The most unexpected performers come out of Radnorshire

I tend to have a bit of a problem with character comedy, but any generalisation has its exceptions. Last night was one.

I went to an event called The Literary Cabaret: How to be a Bohemian, held as part of the Bloomsbury Festival at the St Pancras Renaissance Hotel – that’s the new one inside the gloriously renovated OTT station building.

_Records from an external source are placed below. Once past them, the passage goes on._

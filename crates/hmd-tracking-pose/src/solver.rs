use hmd_tracking_core::{CameraIntrinsics, Pose};
use levenberg_marquardt::{LeastSquaresProblem, LevenbergMarquardt, MinimizationReport};
use nalgebra::{
    DVector, Dyn, Isometry3, Matrix3, Matrix3x4, OMatrix, Owned, Point2, Point3, Quaternion, SVector,
    Translation3, UnitQuaternion, Vector2, Vector3, U7,
};
use serde::{Deserialize, Serialize};

#[cfg(feature = "tracing")]
use tracing::instrument;

use crate::epnp;
use crate::error::PoseSolveError;

/// Points closer to the image plane than this are clamped when computing
/// residuals, so the optimizer sees a large but finite error.
const MIN_DEPTH: f64 = 1e-6;

/// Tolerances handed to the Levenberg–Marquardt minimizer.
#[derive(Clone, Debug, PartialEq, Serialize, Deserialize)]
#[serde(default)]
pub struct RefineParams {
    /// Iteration budget; the minimizer stops after `patience * 8` residual
    /// evaluations (one per parameter plus one).
    pub patience: usize,
    /// Relative reduction of the squared error below which it stops.
    pub ftol: f64,
    /// Relative step size below which it stops.
    pub xtol: f64,
    /// Orthogonality of residuals and Jacobian columns below which it stops.
    pub gtol: f64,
}

impl Default for RefineParams {
    fn default() -> Self {
        Self {
            patience: 50,
            ftol: 1e-12,
            xtol: 1e-12,
            gtol: 1e-10,
        }
    }
}

impl RefineParams {
    fn minimizer(&self) -> LevenbergMarquardt<f64> {
        LevenbergMarquardt::new()
            .with_patience(self.patience.max(1))
            .with_ftol(self.ftol)
            .with_xtol(self.xtol)
            .with_gtol(self.gtol)
    }
}

#[derive(Clone, Debug, PartialEq, Serialize, Deserialize)]
#[serde(default)]
pub struct PoseSolverParams {
    /// Fewer correspondences than this are rejected with an error.
    pub min_correspondences: usize,
    /// Budget of squared pixel error per correspondence; a pose whose total
    /// squared reprojection error exceeds `max_error_per_point * n` is
    /// invalid.
    pub max_error_per_point: f64,
    pub refine: RefineParams,
}

impl Default for PoseSolverParams {
    fn default() -> Self {
        Self {
            min_correspondences: 4,
            max_error_per_point: 2.0,
            refine: RefineParams::default(),
        }
    }
}

/// Result of one solve.
#[derive(Debug)]
pub struct PoseSolution {
    /// Model-to-camera pose; invalid when the error budget is exceeded.
    pub pose: Pose,
    /// Total squared reprojection error of `pose` (pixels²).
    pub reprojection_error: f64,
    /// Per-correspondence `projected - observed` residuals of `pose`.
    pub residuals: Vec<Vector2<f64>>,
    /// Squared error of the initial estimate (EPnP or the supplied prior).
    pub initial_error: f64,
    /// Whether the refined estimate replaced the initial one.
    pub refined: bool,
    /// Minimizer outcome; `None` when no initial estimate was found.
    pub report: Option<MinimizationReport<f64>>,
}

impl PoseSolution {
    fn failed(initial: Isometry3<f64>, n: usize) -> Self {
        Self {
            pose: Pose::invalid(initial),
            reprojection_error: f64::INFINITY,
            residuals: vec![Vector2::repeat(f64::INFINITY); n],
            initial_error: f64::INFINITY,
            refined: false,
            report: None,
        }
    }
}

/// EPnP followed by Levenberg–Marquardt refinement of the reprojection
/// error, with a per-point error budget deciding validity.
#[derive(Clone, Debug)]
pub struct PoseSolver {
    camera: CameraIntrinsics,
    params: PoseSolverParams,
}
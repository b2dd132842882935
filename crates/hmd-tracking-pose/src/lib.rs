//! Model-based pose estimation for a rigid marker constellation.
//!
//! [`PoseSolver`] takes matched marker positions (model space) and image
//! observations and returns the model-to-camera transform:
//! 1. a closed-form EPnP estimate ([`epnp::estimate_pose`]),
//! 2. Levenberg–Marquardt refinement of the pixel reprojection error over a
//!    translation + quaternion state,
//! 3. a validity check against a per-point squared error budget.
//!
//! If refinement does not lower the error the EPnP estimate is kept, and
//! either way the pose is flagged invalid when the budget is exceeded.
//! Refinement runs the `levenberg-marquardt` crate's MINPACK-style
//! minimizer; its [`MinimizationReport`] is kept in every [`PoseSolution`].

pub mod epnp;
mod error;
mod solver;

pub use error::PoseSolveError;
pub use levenberg_marquardt::{MinimizationReport, TerminationReason};
pub use solver::{
    reprojection_error_sq, reprojection_residuals, PoseSolution, PoseSolver, PoseSolverParams, RefineParams,
};
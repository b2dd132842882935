use thiserror::Error;

/// Reasons a correspondence set cannot be handed to the solver at all.
///
/// Numerical trouble inside the solver is not an error: it yields a
/// [`PoseSolution`](crate::PoseSolution) whose pose is marked invalid.
#[derive(Error, Debug, Clone, PartialEq)]
pub enum PoseSolveError {
    #[error("need at least {required} correspondences, got {got}")]
    TooFewCorrespondences { got: usize, required: usize },
    #[error("{model} model points but {image} image points")]
    LengthMismatch { model: usize, image: usize },
    #[error("model points are coincident")]
    DegenerateGeometry,
}
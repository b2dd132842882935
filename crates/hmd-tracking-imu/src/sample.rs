//! IMU samples, their calibration, and the sample source abstraction.

use std::collections::VecDeque;

use nalgebra::{Matrix3x4, Vector3, Vector4};
use serde::{Deserialize, Serialize};

/// One raw device report: integer readings as delivered by the transport.
#[derive(Clone, Copy, Debug, PartialEq, Eq, Serialize, Deserialize)]
pub struct RawImuSample {
    pub accelerometer: [i32; 3],
    pub gyroscope: [i32; 3],
    pub magnetometer: [i32; 3],
    /// Device clock in microseconds, wrapping at 32 bits.
    pub time_stamp: u32,
    pub warmup: bool,
}

/// A time-stamped IMU sample in physical units.
///
/// Accelerometer in m/s², gyroscope in rad/s, magnetometer in arbitrary but
/// consistent flux units. At rest the accelerometer reads `+g` along the
/// sensor-space "up" direction.
#[derive(Clone, Copy, Debug, PartialEq, Serialize, Deserialize)]
pub struct CalibratedSample {
    pub accelerometer: Vector3<f64>,
    pub gyroscope: Vector3<f64>,
    pub magnetometer: Vector3<f64>,
    /// Microseconds, wrapping at 32 bits.
    pub time_stamp: u32,
    /// Warm-up samples only seed the initial orientation and gyro bias.
    pub warmup: bool,
}

impl CalibratedSample {
    pub fn new(
        accelerometer: Vector3<f64>,
        gyroscope: Vector3<f64>,
        magnetometer: Vector3<f64>,
        time_stamp: u32,
    ) -> Self {
        Self {
            accelerometer,
            gyroscope,
            magnetometer,
            time_stamp,
            warmup: false,
        }
    }

    pub fn with_warmup(mut self, warmup: bool) -> Self {
        self.warmup = warmup;
        self
    }
}

/// Per-sensor affine correction from raw readings to physical units.
///
/// Each matrix maps the homogeneous raw reading `[x, y, z, 1]` to a
/// calibrated vector, so it carries scale, cross-axis coupling and offset.
#[derive(Clone, Copy, Debug, PartialEq, Serialize, Deserialize)]
pub struct ImuCalibration {
    pub accelerometer: Matrix3x4<f64>,
    pub gyroscope: Matrix3x4<f64>,
    pub magnetometer: Matrix3x4<f64>,
}

impl Default for ImuCalibration {
    fn default() -> Self {
        Self {
            accelerometer: Matrix3x4::identity(),
            gyroscope: Matrix3x4::identity(),
            magnetometer: Matrix3x4::identity(),
        }
    }
}

impl ImuCalibration {
    /// Pure per-sensor scale factors with no offset or axis coupling.
    pub fn from_scales(accelerometer: f64, gyroscope: f64, magnetometer: f64) -> Self {
        Self {
            accelerometer: Matrix3x4::identity() * accelerometer,
            gyroscope: Matrix3x4::identity() * gyroscope,
            magnetometer: Matrix3x4::identity() * magnetometer,
        }
    }

    pub fn apply(&self, raw: &RawImuSample) -> CalibratedSample {
        CalibratedSample {
            accelerometer: apply_affine(&self.accelerometer, raw.accelerometer),
            gyroscope: apply_affine(&self.gyroscope, raw.gyroscope),
            magnetometer: apply_affine(&self.magnetometer, raw.magnetometer),
            time_stamp: raw.time_stamp,
            warmup: raw.warmup,
        }
    }
}

#[inline]
fn apply_affine(m: &Matrix3x4<f64>, raw: [i32; 3]) -> Vector3<f64> {
    m * Vector4::new(raw[0] as f64, raw[1] as f64, raw[2] as f64, 1.0)
}

/// Anything that delivers calibrated IMU samples in time-stamp order.
///
/// One implementation exists per physical device or transport; the tracker
/// only ever sees `CalibratedSample`s.
pub trait CalibratedSampleSource: Send {
    /// Next sample, or `None` once the source is exhausted or closed.
    fn next_sample(&mut self) -> Option<CalibratedSample>;

    /// The calibration this source applies to its raw readings.
    fn calibration(&self) -> &ImuCalibration;
}

/// Replays recorded raw reports through a calibration.
#[derive(Clone, Debug)]
pub struct ReplaySource {
    calibration: ImuCalibration,
    pending: VecDeque<RawImuSample>,
}

impl ReplaySource {
    pub fn new(calibration: ImuCalibration, samples: impl IntoIterator<Item = RawImuSample>) -> Self {
        Self {
            calibration,
            pending: samples.into_iter().collect(),
        }
    }

    /// Number of reports not yet delivered.
    pub fn remaining(&self) -> usize {
        self.pending.len()
    }
}

impl CalibratedSampleSource for ReplaySource {
    fn next_sample(&mut self) -> Option<CalibratedSample> {
        let raw = self.pending.pop_front()?;
        Some(self.calibration.apply(&raw))
    }

    fn calibration(&self) -> &ImuCalibration {
        &self.calibration
    }
}

#[cfg(test)]
mod tests {
    use super::*;
    use approx::assert_relative_eq;

    fn raw(time_stamp: u32) -> RawImuSample {
        RawImuSample {
            accelerometer: [0, 0, 4096],
            gyroscope: [10, -20, 0],
            magnetometer: [300, 0, -500],
            time_stamp,
            warmup: false,
        }
    }

    #[test]
    fn calibration_applies_scale_and_offset() {
        let mut cal = ImuCalibration::from_scales(9.81 / 4096.0, 1e-3, 1.0);
        cal.gyroscope[(0, 3)] = -0.01;

        let s = cal.apply(&raw(42));
        assert_relative_eq!(s.accelerometer, Vector3::new(0.0, 0.0, 9.81), epsilon = 1e-12);
        assert_relative_eq!(s.gyroscope, Vector3::new(0.0, -0.02, 0.0), epsilon = 1e-12);
        assert_relative_eq!(s.magnetometer, Vector3::new(300.0, 0.0, -500.0));
        assert_eq!(s.time_stamp, 42);
        assert!(!s.warmup);
    }

    #[test]
    fn replay_source_drains_in_order() {
        let mut src = ReplaySource::new(ImuCalibration::default(), (0..3).map(|i| raw(i * 1000)));
        assert_eq!(src.remaining(), 3);
        let stamps: Vec<u32> = std::iter::from_fn(|| src.next_sample())
            .map(|s| s.time_stamp)
            .collect();
        assert_eq!(stamps, vec![0, 1000, 2000]);
        assert!(src.next_sample().is_none());
    }
}
//! Inertial/optical 6-DOF pose tracking for head-mounted displays.
//!
//! This facade ties the component crates into a running system:
//! - [`imu`]: gradient-descent orientation filter with dead-reckoned
//!   position, published through a lock-light state ring,
//! - [`led`]: temporal decoding of blinking LED codes from blob streams,
//! - [`pose`]: EPnP + Levenberg–Marquardt pose from 2D/3D correspondences,
//! - [`core`]: camera model, pose value, triple buffer and logging.
//!
//! On top of those it provides the per-frame [`OpticalTracker`], the
//! [`SamplingTask`] / [`VideoTask`] thread drivers, the JSON
//! [`TrackingConfig`] and the optical → inertial correction helpers.
//!
//! ## Quickstart
//!
//! ```no_run
//! use std::sync::Arc;
//! use hmd_tracking::{apply_optical_correction, optical_position, FrameReport, TrackingConfig, VideoTask};
//! use nalgebra::Isometry3;
//!
//! # fn main() -> Result<(), Box<dyn std::error::Error>> {
//! let config = TrackingConfig::load_json("tracking.json")?;
//! let inertial = Arc::new(config.build_inertial_tracker());
//! let camera_to_world = Isometry3::identity();
//!
//! let fused = Arc::clone(&inertial);
//! let gain = config.correction_gain;
//! let video = VideoTask::spawn(
//!     config.build_optical_tracker()?,
//!     4,
//!     Some(Box::new(move |report: &FrameReport| {
//!         if let Some(p) = optical_position(&report.pose, &camera_to_world) {
//!             apply_optical_correction(&fused, &p, gain);
//!         }
//!     })),
//! )?;
//! // feed `video.submit(blobs)` from the blob extractor, and run a
//! // `SamplingTask` for the IMU stream
//! # drop(video);
//! # Ok(())
//! # }
//! ```

pub use hmd_tracking_core as core;
pub use hmd_tracking_imu as imu;
pub use hmd_tracking_led as led;
pub use hmd_tracking_pose as pose;

pub use hmd_tracking_core::{CameraIntrinsics, Pose, TripleBuffer};
pub use hmd_tracking_imu::{CalibratedSample, OrientationPositionTracker, TrackerParams, TrackingState};
pub use hmd_tracking_led::{Blob, IdentifiedLed, LedIdentifier, Marker, MarkerModel};
pub use hmd_tracking_pose::{PoseSolution, PoseSolver};

mod config;
mod fusion;
mod optical;
mod tasks;

pub use config::{ConfigError, TrackingConfig};
pub use fusion::{apply_optical_correction, apply_time_aligned_correction, optical_position};
pub use optical::{FrameReport, OpticalOutputs, OpticalTracker, OpticalTrackerParams};
pub use tasks::{FrameCallback, SamplingTask, TaskError, VideoTask};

One of the performers was Ian Marchant, billed as “author of Something of the Night (to be published in January 2012) and six other books, and writer/presenter of several Radio 4 and TV series”.

This rang no bells.

He appeared as a rather shaky elderly gent called Lionel Spume, with a walking stick, and regaled us with autobiographical tales of his life, occasionally interrupted by forgetfulness. It was suitably highly sophisticated, very funny and, I suspected, required a not-yer-average comedy-club-going audience of a certain age, with its references to Lytton Strachey, Virginia Woolf and the Bloomsbury Set, Robert Graves, Burgess & Maclean and John Betjeman – whose wonderful statue in St Pancras station made Lionel Spume blubber with tears.

Lionel Spume’s performance also included some musique concrète he had allegedly written in the 1950s and he ended with a rap song which I think is called Elderly Rhymer. This would have brought the house down except that St Pancras station is so well-built. The soaring eccentricity of St Pancras perfectly matched Ian Merchant’s performance.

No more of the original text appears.